Collected data entries
|---|

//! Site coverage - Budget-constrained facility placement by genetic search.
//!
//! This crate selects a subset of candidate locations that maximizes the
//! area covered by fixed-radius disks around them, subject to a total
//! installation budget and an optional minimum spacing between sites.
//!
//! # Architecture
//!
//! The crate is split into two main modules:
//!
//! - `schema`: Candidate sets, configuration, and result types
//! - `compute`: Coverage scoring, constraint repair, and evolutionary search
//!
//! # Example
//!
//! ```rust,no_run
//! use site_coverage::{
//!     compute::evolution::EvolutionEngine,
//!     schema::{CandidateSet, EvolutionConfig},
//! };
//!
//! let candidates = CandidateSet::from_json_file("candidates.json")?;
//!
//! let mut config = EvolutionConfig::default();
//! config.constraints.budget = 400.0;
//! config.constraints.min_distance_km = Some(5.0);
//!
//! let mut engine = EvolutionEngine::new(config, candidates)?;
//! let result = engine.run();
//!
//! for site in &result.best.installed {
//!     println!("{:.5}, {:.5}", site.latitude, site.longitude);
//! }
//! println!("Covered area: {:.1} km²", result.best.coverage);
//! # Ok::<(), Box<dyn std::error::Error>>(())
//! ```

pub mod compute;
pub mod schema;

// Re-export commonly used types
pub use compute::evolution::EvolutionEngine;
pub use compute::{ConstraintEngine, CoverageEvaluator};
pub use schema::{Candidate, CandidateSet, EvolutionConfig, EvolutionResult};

|---|

◆ **Your objective**
What lines in the entries above hold "crate"? Copy every one.

◆ **Solution to this problem**
//! This crate selects a subset of candidate locations that maximizes the
//! The crate is split into two main modules:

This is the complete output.